2024-08-28
How not to upgrade (some) held packages on Ubuntu (and Debian)
We hold a number of packages across our Ubuntu fleet (for good reasons), so that they're only upgraded under controlled circumstances. Which packages are held varies, but they always include the kernel packages (among other issues, we don't want machines to reboot into new kernels by surprise, for example after a crash or a power issue). Some of our hosts are used for testing, and I generally update their kernels (far) more often than our regular machines for various reasons. Until recently I did this with the obvious 'apt-get' command line:
apt-get -u upgrade --with-new-pkgs --ignore-hold
The problem with this is that it upgrades all held packages, not just the kernel. I have historically gotten away with this on the machines I do this on, but recently I got burned (well, more burned my co-workers); as part of a kernel upgrade I also upgraded another package that caused some problems.
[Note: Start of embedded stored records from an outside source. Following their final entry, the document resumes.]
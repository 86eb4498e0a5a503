//! Wire types for the Slack Web and Events APIs.

use serde::{Deserialize, Serialize};

// Request/response types for the Web API

/// Layout block as accepted by chat.postMessage / chat.update.
#[derive(Debug, Clone, Serialize, Deserialize, PartialEq)]
#[serde(tag = "type", rename_all = "snake_case")]
pub enum Block {
    Section { text: TextObject },
    Divider,
    Actions { elements: Vec<ButtonElement> },
}

impl Block {
    pub fn section_mrkdwn(text: impl Into<String>) -> Self {
        Block::Section {
            text: TextObject::mrkdwn(text),
        }
    }
}

#[derive(Debug, Clone, Serialize, Deserialize, PartialEq)]
#[serde(tag = "type", rename_all = "snake_case")]
pub enum TextObject {
    Mrkdwn { text: String },
    PlainText { text: String },
}

impl TextObject {
    pub fn mrkdwn(text: impl Into<String>) -> Self {
        TextObject::Mrkdwn { text: text.into() }
    }

    pub fn plain(text: impl Into<String>) -> Self {
        TextObject::PlainText { text: text.into() }
    }

    pub fn as_str(&self) -> &str {
        match self {
            TextObject::Mrkdwn { text } | TextObject::PlainText { text } => text,
        }
    }
}

#[derive(Debug, Clone, Serialize, Deserialize, PartialEq)]
pub struct ButtonElement {
    #[serde(rename = "type")]
    pub kind: String,
    pub text: TextObject,
    pub action_id: String,
    #[serde(skip_serializing_if = "Option::is_none")]
    pub value: Option<String>,
    #[serde(skip_serializing_if = "Option::is_none")]
    pub url: Option<String>,
}

impl ButtonElement {
    pub fn with_value(
        label: impl Into<String>,
        action_id: impl Into<String>,
        value: impl Into<String>,
    ) -> Self {
        Self {
            kind: "button".to_string(),
            text: TextObject::plain(label),
            action_id: action_id.into(),
            value: Some(value.into()),
            url: None,
        }
    }

    pub fn link(
        label: impl Into<String>,
        action_id: impl Into<String>,
        url: impl Into<String>,
    ) -> Self {
        Self {
            kind: "button".to_string(),
            text: TextObject::plain(label),
            action_id: action_id.into(),
            value: None,
            url: Some(url.into()),
        }
    }
}

#[derive(Serialize)]
pub(crate) struct PostMessageRequest<'a> {
    pub channel: &'a str,
    pub text: &'a str,
    #[serde(skip_serializing_if = "Option::is_none")]
    pub thread_ts: Option<&'a str>,
    #[serde(skip_serializing_if = "Option::is_none")]
    pub blocks: Option<&'a [Block]>,
}

#[derive(Serialize)]
pub(crate) struct UpdateMessageRequest<'a> {
    pub channel: &'a str,
    pub ts: &'a str,
    pub text: &'a str,
    #[serde(skip_serializing_if = "Option::is_none")]
    pub blocks: Option<&'a [Block]>,
}

#[derive(Serialize)]
pub(crate) struct ReactionRequest<'a> {
    pub channel: &'a str,
    pub timestamp: &'a str,
    pub name: &'a str,
}

#[derive(Deserialize)]
pub(crate) struct ApiResponse {
    pub ok: bool,
    pub error: Option<String>,
    pub ts: Option<String>,
    pub channel: Option<String>,
}

#[derive(Deserialize)]
pub(crate) struct RepliesResponse {
    pub ok: bool,
    pub error: Option<String>,
    pub messages: Option<Vec<MessageEvent>>,
}

/// A successfully posted or updated message.
#[derive(Debug, Clone)]
pub struct PostedMessage {
    pub channel: String,
    pub ts: String,
}

// Events API payloads

/// Top-level body delivered to the events endpoint.
#[derive(Debug, Clone, Deserialize)]
#[serde(tag = "type", rename_all = "snake_case")]
pub enum EventEnvelope {
    /// Endpoint ownership handshake; echo the challenge back.
    UrlVerification { challenge: String },
    EventCallback { event: ChatEvent },
}

/// Inner event we act on. Mentions and thread replies share the shape.
#[derive(Debug, Clone, Deserialize)]
#[serde(tag = "type", rename_all = "snake_case")]
pub enum ChatEvent {
    AppMention(MessageEvent),
    Message(MessageEvent),
    #[serde(other)]
    Other,
}

#[derive(Debug, Clone, Deserialize, Default)]
pub struct MessageEvent {
    #[serde(default)]
    pub user: Option<String>,
    #[serde(default)]
    pub text: String,
    pub ts: String,
    /// Absent in conversations.replies items; always set on delivered events.
    #[serde(default)]
    pub channel: String,
    #[serde(default)]
    pub thread_ts: Option<String>,
    /// Set when the author is a bot; those events are never dispatched.
    #[serde(default)]
    pub bot_id: Option<String>,
    /// Message subtype (edits, joins); anything but a plain message is skipped.
    #[serde(default)]
    pub subtype: Option<String>,
}

impl MessageEvent {
    /// The thread a reply belongs to: explicit parent, else the message itself.
    pub fn thread_root(&self) -> &str {
        self.thread_ts.as_deref().unwrap_or(&self.ts)
    }

    pub fn is_actionable(&self) -> bool {
        self.bot_id.is_none() && self.subtype.is_none() && self.user.is_some()
    }
}

#[cfg(test)]
mod tests {
    use super::*;

    #[test]
    fn block_kit_serializes_to_wire_shape() {
        let blocks = vec![
            Block::section_mrkdwn("*hello*"),
            Block::Divider,
            Block::Actions {
                elements: vec![ButtonElement::with_value("Run", "action_0", "echo hi")],
            },
        ];
        let json = serde_json::to_value(&blocks).unwrap();

        assert_eq!(json[0]["type"], "section");
        assert_eq!(json[0]["text"]["type"], "mrkdwn");
        assert_eq!(json[1]["type"], "divider");
        assert_eq!(json[2]["type"], "actions");
        assert_eq!(json[2]["elements"][0]["type"], "button");
        assert_eq!(json[2]["elements"][0]["text"]["type"], "plain_text");
        assert_eq!(json[2]["elements"][0]["value"], "echo hi");
    }

    #[test]
    fn link_button_has_url_and_no_value() {
        let button = ButtonElement::link("Edit", "edit_branch", "https://example.com/tree/b");
        let json = serde_json::to_value(&button).unwrap();
        assert_eq!(json["url"], "https://example.com/tree/b");
        assert!(json.get("value").is_none());
    }

    #[test]
    fn event_envelope_parses_url_verification() {
        let body = r#"{"type":"url_verification","challenge":"abc123"}"#;
        let envelope: EventEnvelope = serde_json::from_str(body).unwrap();
        assert!(matches!(
            envelope,
            EventEnvelope::UrlVerification { challenge } if challenge == "abc123"
        ));
    }

    #[test]
    fn event_envelope_parses_app_mention() {
        let body = r#"{
            "type": "event_callback",
            "event": {
                "type": "app_mention",
                "user": "U123",
                "text": "<@B0> fix the tests",
                "ts": "1700000000.000100",
                "channel": "C9",
                "thread_ts": "1699999999.000001"
            }
        }"#;
        let envelope: EventEnvelope = serde_json::from_str(body).unwrap();
        let EventEnvelope::EventCallback { event } = envelope else {
            panic!("expected event_callback");
        };
        let ChatEvent::AppMention(message) = event else {
            panic!("expected app_mention");
        };
        assert_eq!(message.user.as_deref(), Some("U123"));
        assert_eq!(message.thread_root(), "1699999999.000001");
        assert!(message.is_actionable());
    }

    #[test]
    fn unknown_event_types_parse_as_other() {
        let body = r#"{"type":"event_callback","event":{"type":"reaction_added"}}"#;
        let envelope: EventEnvelope = serde_json::from_str(body).unwrap();
        let EventEnvelope::EventCallback { event } = envelope else {
            panic!("expected event_callback");
        };
        assert!(matches!(event, ChatEvent::Other));
    }

    #[test]
    fn thread_root_falls_back_to_own_ts() {
        let message = MessageEvent {
            ts: "1700000000.000100".into(),
            channel: "C9".into(),
            ..Default::default()
        };
        assert_eq!(message.thread_root(), "1700000000.000100");
    }

    #[test]
    fn bot_and_subtype_messages_are_not_actionable() {
        let bot = MessageEvent {
            user: Some("U1".into()),
            bot_id: Some("B1".into()),
            ts: "1.0".into(),
            channel: "C1".into(),
            ..Default::default()
        };
        assert!(!bot.is_actionable());

        let edited = MessageEvent {
            user: Some("U1".into()),
            subtype: Some("message_changed".into()),
            ts: "1.0".into(),
            channel: "C1".into(),
            ..Default::default()
        };
        assert!(!edited.is_actionable());
    }
}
Instead what you (I) need to do is to use 'apt-mark unhold
<packages>
' and then just 'apt-get -u upgrade --with-new-pkgs
'. This is less convenient (but
at least these days we have apt-mark). I
continue to be sad that 'apt-get upgrade' doesn't take package(s)
to upgrade and will upgrade everything, so you can't do 'apt-get
upgrade linux-image-*' to directly express what you (I) want
here.
(Fedora's DNF will do this, along with the inverse option of 'dnf upgrade --exclude=...', and both of these are quite nice.)
You can do this with 'apt-get install', but if you're going to use wildcards in the package name for convenience, you need to be careful and add an extra option, --only-upgrade:
apt-get -u install --only-upgrade 'linux-*'
Otherwise, 'apt-get install ...' will faithfully do exactly what you told it to, which is install or upgrade all of the packages that match the wildcard. If you're using 'apt-get install' to upgrade held packages, you probably don't want that. Despite its name, the --only-upgrade option will install new packages that are required by the packages that you're upgrading, such as new kernel packages that are required by a new version of 'linux-image-generic'.
The one semi-virtue of explicitly unholding packages to upgrade them is that this makes it very obvious that the packages are in fact unheld. An 'apt-get install <packages>' or an 'apt-get upgrade --ignore-hold' will unhold the packages as a side effect. Fortunately we long ago modified our update system to automatically apply our standard package holds before it did anything else (after one too many accidents where we should have re-held a package but forgot).
(I'm sure you could write a cover script to handle all of this, if you wanted to. Currently I don't do this often enough to go that far.)